Agreed, at the high rate of constant cooking ive got used to eating dried grilled chicken and plain pasta but now and again i'll sex up my meal. I suppose with just one chicken breast you could do a Caeser Salad or something.

----------


## big L 17

shake in bake
bake in over for 35mins the pan cook it for 15

----------


## wanescotting

add green pesto OR eat it with guacamole.....

----------


## fight in the dog

thaw out pack of 5 at a time, poke holes in em with a fork, marinade for a day and grill on a propane grill which is waaaaaay better tastin than foreman grill or baking cause all they do is dry em out, propane grill keeps juices in

----------


## rafael

plant it ...so more chicken breats grow

----------


## CJC1981

I like my chicken fried, topped with chilly, cheese, bacon, with a large spray of my clenbuterol hot sauce. Just kidding. You can't go wrong with shake n bake, or grilled fajitas with pico and a little guacamole.

----------


## ..Fit4life..

grilled with some lemon 
and pepper

----------


## goose

Has to be griiled.I love to Marinate it in soy souce and pepper for 24 hours.Takes great.It has a very strong taste.This means that you can use less soy sauce than you would salt to get the same level of enjoyment from your foods. And soy sauce blends so well with many spices - garlic, ginger, onions, etc. - that you won't even miss your salt shaker. Some brands even have low sodium varieties of soy sauce available. So, rather than dousing your food with salt, try just a touch of soy sauce instead.

----------


## pip_squeek

i usually grill it as strips but i soak it in lemon juice, olive oil and a touch of paprika before grilling then lay it on a bed of steamed rice enjoy

----------


## UberSteroids

I eat it RAW..uncooked... very chewy though.

----------


## mullcap

montreal chicken seasoning then do whatever u want w/ it.

----------


## anonymous

make a terrayki glaze orr make a lite red sauce with onions and zucc.

----------


## Sipher

teriyake is your friend, BBQ sauce is good too, make sure to drink a lot of water... you don't want sodium building up

----------


## Schmidty

andreis sauce is the shit

----------


## rubix6

> plant it ...so more chicken breats grow


hey, good idea

----------


## MR_T

> hey, good idea


haha nice, I usually dice and cook in a skillet with pam, and a little bit of sauce. Get a wendys 99cent sour cream and chive potato, pour on top and you got yourself a cheap post workout meal.. just watch those carbs

----------


## ChuckLee

Eat it row

----------


## gettingBIGGERfast

its funny how ya'll decided to post to a thread that is over a year old.....
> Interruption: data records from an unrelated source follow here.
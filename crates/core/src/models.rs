use chrono::{DateTime, Utc};
use serde::{Deserialize, Serialize};
use serde_with::skip_serializing_none;

/// Fixed embedding width shared by the schema, the providers and the index.
pub const EMBEDDING_DIMENSIONS: usize = 1536;

#[derive(Debug, Clone, Serialize, Deserialize, PartialEq, Eq)]
pub struct Document {
    pub id: i64,
    pub title: String,
    pub source_url: String,
    pub local_path: Option<String>,
    pub page_count: Option<u32>,
    pub registered_at: DateTime<Utc>,
}

#[derive(Debug, Clone, Serialize, Deserialize, PartialEq, Eq)]
pub struct NewDocument {
    pub title: String,
    pub source_url: String,
    pub local_path: Option<String>,
}

/// One outline entry as read from the PDF, ordered by `order_index`.
#[derive(Debug, Clone, Serialize, Deserialize, PartialEq, Eq)]
pub struct HeadingEntry {
    pub level: u32,
    pub title: String,
    pub start_page: u32,
    pub order_index: i64,
}

impl HeadingEntry {
    /// Builds an entry from untrusted outline data, clamping level and page to 1.
    pub fn new(level: u32, title: impl Into<String>, start_page: u32, order_index: i64) -> Self {
        Self {
            level: level.max(1),
            title: title.into().trim().to_string(),
            start_page: start_page.max(1),
            order_index,
        }
    }
}

/// Inclusive page span covered by a heading and all of its descendants.
#[derive(Debug, Clone, Serialize, Deserialize, PartialEq, Eq)]
pub struct SectionRange {
    pub level: u32,
    pub title: String,
    pub start_page: u32,
    pub end_page: u32,
    pub order_index: i64,
}

#[derive(Debug, Clone, Serialize, Deserialize, PartialEq, Eq)]
pub struct PageText {
    pub document_id: i64,
    pub page_number: u32,
    pub content: String,
}

/// A chunk as emitted by the builder, before the store assigns it an id.
#[derive(Debug, Clone, Serialize, Deserialize, PartialEq, Eq)]
pub struct Chunk {
    pub document_id: i64,
    pub section_path: String,
    pub level: u32,
    pub start_page: u32,
    pub end_page: u32,
    pub chunk_index: u32,
    pub content: String,
}

#[derive(Debug, Clone, Serialize, Deserialize, PartialEq, Eq)]
pub struct StoredChunk {
    pub id: i64,
    #[serde(flatten)]
    pub chunk: Chunk,
}

#[derive(Debug, Clone, PartialEq)]
pub struct EmbeddingRecord {
    pub chunk_id: i64,
    pub vector: Vec<f32>,
}

/// Optional, AND-combined predicates pushed down to the vector index.
#[derive(Debug, Clone, Serialize, Deserialize, PartialEq, Eq, Default)]
pub struct QueryFilters {
    pub document_id: Option<i64>,
    pub min_chars: usize,
    pub exclude_section_exact: Vec<String>,
}

/// Raw nearest-neighbour row returned by a [`crate::VectorIndex`].
#[derive(Debug, Clone, PartialEq)]
pub struct NeighborRow {
    pub chunk_id: i64,
    pub document_id: i64,
    pub document_title: Option<String>,
    pub source_url: Option<String>,
    pub section_path: Option<String>,
    pub level: u32,
    pub chunk_index: u32,
    pub start_page: u32,
    pub end_page: u32,
    pub content: String,
    pub distance: f64,
}

#[derive(Debug, Clone, Serialize, Deserialize, PartialEq)]
pub struct SearchCandidate {
    pub chunk_id: i64,
    pub document_id: i64,
    pub document_title: Option<String>,
    pub source_url: Option<String>,
    pub section_path: Option<String>,
    pub chunk_index: u32,
    pub start_page: u32,
    pub end_page: u32,
    pub content: String,
    pub distance: f64,
    pub lexical_hit: u8,
    pub combined_score: f64,
}

fn default_top_k() -> usize {
    5
}

fn default_min_chars() -> usize {
    60
}

fn default_true() -> bool {
    true
}

#[derive(Debug, Clone, Serialize, Deserialize, PartialEq, Eq)]
pub struct SearchRequest {
    pub text: String,
    #[serde(default = "default_top_k")]
    pub top_k: usize,
    #[serde(default)]
    pub offset: usize,
    #[serde(default)]
    pub document_id: Option<i64>,
    #[serde(default)]
    pub exclude_section_exact: Vec<String>,
    #[serde(default = "default_min_chars")]
    pub min_chars: usize,
    #[serde(default)]
    pub clean_preview: bool,
    #[serde(default = "default_true")]
    pub highlight_terms: bool,
}

impl SearchRequest {
    pub fn new(text: impl Into<String>) -> Self {
        Self {
            text: text.into(),
            top_k: default_top_k(),
            offset: 0,
            document_id: None,
            exclude_section_exact: Vec::new(),
            min_chars: default_min_chars(),
            clean_preview: false,
            highlight_terms: true,
        }
    }

    pub fn filters(&self) -> QueryFilters {
        QueryFilters {
            document_id: self.document_id,
            min_chars: self.min_chars,
            exclude_section_exact: self.exclude_section_exact.clone(),
        }
    }
}

#[skip_serializing_none]
#[derive(Debug, Clone, Serialize, Deserialize, PartialEq)]
pub struct SearchHit {
    pub chunk_id: i64,
    /// Older servers send this as `dist`.
    #[serde(alias = "dist")]
    pub distance: f64,
    pub score: f64,
    pub document_id: i64,
    pub document_title: Option<String>,
    pub source_url: Option<String>,
    pub page_url: Option<String>,
    pub section_path: Option<String>,
    pub chunk_index: u32,
    pub start_page: u32,
    pub end_page: u32,
    pub preview: String,
    #[serde(default)]
    pub preview_clean: Option<String>,
    #[serde(default)]
    pub preview_marked: Option<String>,
}

#[derive(Debug, Clone, Serialize, Deserialize, PartialEq)]
pub struct SearchResponse {
    pub query: String,
    pub top_k: usize,
    pub offset: usize,
    pub next_offset: Option<usize>,
    pub document_filter: Option<i64>,
    pub results: Vec<SearchHit>,
}

#[derive(Debug, Clone)]
pub struct ChunkingOptions {
    pub max_chars: usize,
    pub section_separator: String,
}

impl Default for ChunkingOptions {
    fn default() -> Self {
        Self {
            max_chars: 2_000,
            section_separator: " > ".to_string(),
        }
    }
}

#[derive(Debug, Clone, Copy)]
pub struct EmbeddingOptions {
    pub batch_size: usize,
}

impl Default for EmbeddingOptions {
    fn default() -> Self {
        Self { batch_size: 32 }
    }
}

#[derive(Debug, Clone)]
pub struct SearchOptions {
    /// Subtracted from the distance of lexical hits; small enough to only break near-ties.
    pub boost_coefficient: f64,
    pub max_top_k: usize,
    pub preview_chars: usize,
    /// Upper bound on neighbours pulled from the index before ranking; `None` pulls all.
    pub candidate_window: Option<usize>,
}

impl Default for SearchOptions {
    fn default() -> Self {
        Self {
            boost_coefficient: 0.05,
            max_top_k: 50,
            preview_chars: 300,
            candidate_window: None,
        }
    }
}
but yeah, I throw mine in a blender and inject it straight into my blood stream with 1 7 guage needle. But thats just when I'm cutting. When I'm bulking its a constant i.v.

----------


## Obro

Well I'm not exactly bumping because the above post was this morning but it's a shame there were not more ideas posted here. 

I eat them straight from the BBQ spit with nothing except sometimes some mayo because my imagination sucks! Every time I eat it plain I remember that I forgot to buy some sweet n sour sauce and a pineapple.

Anyone got any other ideas.

Also if I plant one how often should I water it and would some crushed d'bol added to the water improve growth or just add to the water content and produce a tree with bloated breasts? Be nice to see!

----------